(Stored data entries)
* * *

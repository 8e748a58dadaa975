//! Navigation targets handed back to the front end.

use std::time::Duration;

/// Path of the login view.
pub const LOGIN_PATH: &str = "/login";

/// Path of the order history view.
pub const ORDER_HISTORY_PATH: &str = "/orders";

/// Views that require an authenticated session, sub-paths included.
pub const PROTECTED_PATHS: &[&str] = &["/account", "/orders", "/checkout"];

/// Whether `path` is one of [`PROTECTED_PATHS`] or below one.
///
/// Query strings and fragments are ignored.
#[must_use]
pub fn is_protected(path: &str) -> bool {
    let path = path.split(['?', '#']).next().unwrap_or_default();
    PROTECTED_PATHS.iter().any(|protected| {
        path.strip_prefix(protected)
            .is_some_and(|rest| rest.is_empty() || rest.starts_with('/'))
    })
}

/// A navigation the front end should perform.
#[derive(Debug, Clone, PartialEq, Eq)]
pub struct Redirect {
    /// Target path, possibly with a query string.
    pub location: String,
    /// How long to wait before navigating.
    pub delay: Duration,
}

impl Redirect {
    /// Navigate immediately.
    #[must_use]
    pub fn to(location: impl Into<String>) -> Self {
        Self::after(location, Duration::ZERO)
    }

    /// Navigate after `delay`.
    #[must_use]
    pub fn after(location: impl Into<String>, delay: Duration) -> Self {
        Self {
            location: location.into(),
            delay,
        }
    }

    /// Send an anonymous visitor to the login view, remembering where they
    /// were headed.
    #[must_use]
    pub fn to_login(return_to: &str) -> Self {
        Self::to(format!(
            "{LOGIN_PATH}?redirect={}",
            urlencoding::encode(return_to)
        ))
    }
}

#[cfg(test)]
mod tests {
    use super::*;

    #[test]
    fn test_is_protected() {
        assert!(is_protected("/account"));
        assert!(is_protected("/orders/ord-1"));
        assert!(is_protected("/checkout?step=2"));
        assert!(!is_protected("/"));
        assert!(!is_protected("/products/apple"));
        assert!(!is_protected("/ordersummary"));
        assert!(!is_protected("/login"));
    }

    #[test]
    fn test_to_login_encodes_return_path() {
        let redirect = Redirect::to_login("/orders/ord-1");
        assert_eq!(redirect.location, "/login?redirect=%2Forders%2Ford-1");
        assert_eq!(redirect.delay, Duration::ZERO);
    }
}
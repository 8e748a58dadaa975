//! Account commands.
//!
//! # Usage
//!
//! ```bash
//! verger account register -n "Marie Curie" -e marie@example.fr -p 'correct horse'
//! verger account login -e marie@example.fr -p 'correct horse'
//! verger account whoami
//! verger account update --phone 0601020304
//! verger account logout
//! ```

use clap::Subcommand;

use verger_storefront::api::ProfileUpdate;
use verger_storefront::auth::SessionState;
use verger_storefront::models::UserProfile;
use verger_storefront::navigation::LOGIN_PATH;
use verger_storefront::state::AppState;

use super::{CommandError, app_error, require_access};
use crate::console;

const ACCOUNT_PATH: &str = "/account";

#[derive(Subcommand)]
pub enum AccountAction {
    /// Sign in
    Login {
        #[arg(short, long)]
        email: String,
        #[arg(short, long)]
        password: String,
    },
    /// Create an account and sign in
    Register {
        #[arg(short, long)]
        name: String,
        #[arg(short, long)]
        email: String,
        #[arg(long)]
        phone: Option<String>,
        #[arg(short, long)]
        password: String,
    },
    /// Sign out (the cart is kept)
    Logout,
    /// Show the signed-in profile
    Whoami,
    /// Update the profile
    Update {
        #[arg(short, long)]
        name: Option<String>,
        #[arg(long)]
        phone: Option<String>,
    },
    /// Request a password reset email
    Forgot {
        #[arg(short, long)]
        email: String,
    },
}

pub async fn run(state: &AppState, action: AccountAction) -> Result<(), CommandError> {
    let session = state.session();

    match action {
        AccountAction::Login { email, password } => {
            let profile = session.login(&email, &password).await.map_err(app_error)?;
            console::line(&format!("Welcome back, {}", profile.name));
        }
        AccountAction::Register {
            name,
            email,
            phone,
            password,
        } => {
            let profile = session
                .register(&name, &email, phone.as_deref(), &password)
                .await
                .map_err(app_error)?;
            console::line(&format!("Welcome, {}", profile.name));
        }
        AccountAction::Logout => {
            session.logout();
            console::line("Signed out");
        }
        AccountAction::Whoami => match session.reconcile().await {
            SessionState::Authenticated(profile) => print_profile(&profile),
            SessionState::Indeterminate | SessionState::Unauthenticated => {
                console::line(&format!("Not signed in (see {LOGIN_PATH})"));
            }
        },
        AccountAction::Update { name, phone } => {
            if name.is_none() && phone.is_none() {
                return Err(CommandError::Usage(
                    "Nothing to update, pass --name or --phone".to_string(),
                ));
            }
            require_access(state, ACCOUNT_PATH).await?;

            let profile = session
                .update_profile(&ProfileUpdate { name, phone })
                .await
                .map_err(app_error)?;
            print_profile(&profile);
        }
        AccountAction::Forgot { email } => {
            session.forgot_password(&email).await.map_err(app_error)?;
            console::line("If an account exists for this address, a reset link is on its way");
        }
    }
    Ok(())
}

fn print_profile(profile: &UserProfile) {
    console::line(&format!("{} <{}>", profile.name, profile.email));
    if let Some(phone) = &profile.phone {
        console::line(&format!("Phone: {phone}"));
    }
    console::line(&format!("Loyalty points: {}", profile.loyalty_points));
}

* * *

## WORK INSTRUCTION
Every record is to be retyped exactly as given.

## ANSWER TO THE PROBLEM
repository 8e748a58dadaa975
//! Navigation targets handed back to the front end.

use std::time::Duration;

/// Path of the login view.
pub const LOGIN_PATH: &str = "/login";

/// Path of the order history view.
pub const ORDER_HISTORY_PATH: &str = "/orders";

/// Views that require an authenticated session, sub-paths included.
pub const PROTECTED_PATHS: &[&str] = &["/account", "/orders", "/checkout"];

/// Whether `path` is one of [`PROTECTED_PATHS`] or below one.
///
/// Query strings and fragments are ignored.
#[must_use]
pub fn is_protected(path: &str) -> bool {
    let path = path.split(['?', '#']).next().unwrap_or_default();
    PROTECTED_PATHS.iter().any(|protected| {
        path.strip_prefix(protected)
            .is_some_and(|rest| rest.is_empty() || rest.starts_with('/'))
    })
}

/// A navigation the front end should perform.
#[derive(Debug, Clone, PartialEq, Eq)]
pub struct Redirect {
    /// Target path, possibly with a query string.
    pub location: String,
    /// How long to wait before navigating.
    pub delay: Duration,
}

impl Redirect {
    /// Navigate immediately.
    #[must_use]
    pub fn to(location: impl Into<String>) -> Self {
        Self::after(location, Duration::ZERO)
    }

    /// Navigate after `delay`.
    #[must_use]
    pub fn after(location: impl Into<String>, delay: Duration) -> Self {
        Self {
            location: location.into(),
            delay,
        }
    }

    /// Send an anonymous visitor to the login view, remembering where they
    /// were headed.
    #[must_use]
    pub fn to_login(return_to: &str) -> Self {
        Self::to(format!(
            "{LOGIN_PATH}?redirect={}",
            urlencoding::encode(return_to)
        ))
    }
}

#[cfg(test)]
mod tests {
    use super::*;

    #[test]
    fn test_is_protected() {
        assert!(is_protected("/account"));
        assert!(is_protected("/orders/ord-1"));
        assert!(is_protected("/checkout?step=2"));
        assert!(!is_protected("/"));
        assert!(!is_protected("/products/apple"));
        assert!(!is_protected("/ordersummary"));
        assert!(!is_protected("/login"));
    }

    #[test]
    fn test_to_login_encodes_return_path() {
        let redirect = Redirect::to_login("/orders/ord-1");
        assert_eq!(redirect.location, "/login?redirect=%2Forders%2Ford-1");
        assert_eq!(redirect.delay, Duration::ZERO);
    }
}
repository 8e748a58dadaa975
//! Account commands.
//!
//! # Usage
//!
//! ```bash
//! verger account register -n "Marie Curie" -e marie@example.fr -p 'correct horse'
//! verger account login -e marie@example.fr -p 'correct horse'
//! verger account whoami
//! verger account update --phone 0601020304
//! verger account logout
//! ```

use clap::Subcommand;

use verger_storefront::api::ProfileUpdate;
use verger_storefront::auth::SessionState;
use verger_storefront::models::UserProfile;
use verger_storefront::navigation::LOGIN_PATH;
use verger_storefront::state::AppState;

use super::{CommandError, app_error, require_access};
use crate::console;

const ACCOUNT_PATH: &str = "/account";

#[derive(Subcommand)]
pub enum AccountAction {
    /// Sign in
    Login {
        #[arg(short, long)]
        email: String,
        #[arg(short, long)]
        password: String,
    },
    /// Create an account and sign in
    Register {
        #[arg(short, long)]
        name: String,
        #[arg(short, long)]
        email: String,
        #[arg(long)]
        phone: Option<String>,
        #[arg(short, long)]
        password: String,
    },
    /// Sign out (the cart is kept)
    Logout,
    /// Show the signed-in profile
    Whoami,
    /// Update the profile
    Update {
        #[arg(short, long)]
        name: Option<String>,
        #[arg(long)]
        phone: Option<String>,
    },
    /// Request a password reset email
    Forgot {
        #[arg(short, long)]
        email: String,
    },
}

pub async fn run(state: &AppState, action: AccountAction) -> Result<(), CommandError> {
    let session = state.session();

    match action {
        AccountAction::Login { email, password } => {
            let profile = session.login(&email, &password).await.map_err(app_error)?;
            console::line(&format!("Welcome back, {}", profile.name));
        }
        AccountAction::Register {
            name,
            email,
            phone,
            password,
        } => {
            let profile = session
                .register(&name, &email, phone.as_deref(), &password)
                .await
                .map_err(app_error)?;
            console::line(&format!("Welcome, {}", profile.name));
        }
        AccountAction::Logout => {
            session.logout();
            console::line("Signed out");
        }
        AccountAction::Whoami => match session.reconcile().await {
            SessionState::Authenticated(profile) => print_profile(&profile),
            SessionState::Indeterminate | SessionState::Unauthenticated => {
                console::line(&format!("Not signed in (see {LOGIN_PATH})"));
            }
        },
        AccountAction::Update { name, phone } => {
            if name.is_none() && phone.is_none() {
                return Err(CommandError::Usage(
                    "Nothing to update, pass --name or --phone".to_string(),
                ));
            }
            require_access(state, ACCOUNT_PATH).await?;

            let profile = session
                .update_profile(&ProfileUpdate { name, phone })
                .await
                .map_err(app_error)?;
            print_profile(&profile);
        }
        AccountAction::Forgot { email } => {
            session.forgot_password(&email).await.map_err(app_error)?;
            console::line("If an account exists for this address, a reset link is on its way");
        }
    }
    Ok(())
}

fn print_profile(profile: &UserProfile) {
    console::line(&format!("{} <{}>", profile.name, profile.email));
    if let Some(phone) = &profile.phone {
        console::line(&format!("Phone: {phone}"));
    }
    console::line(&format!("Loyalty points: {}", profile.loyalty_points));
}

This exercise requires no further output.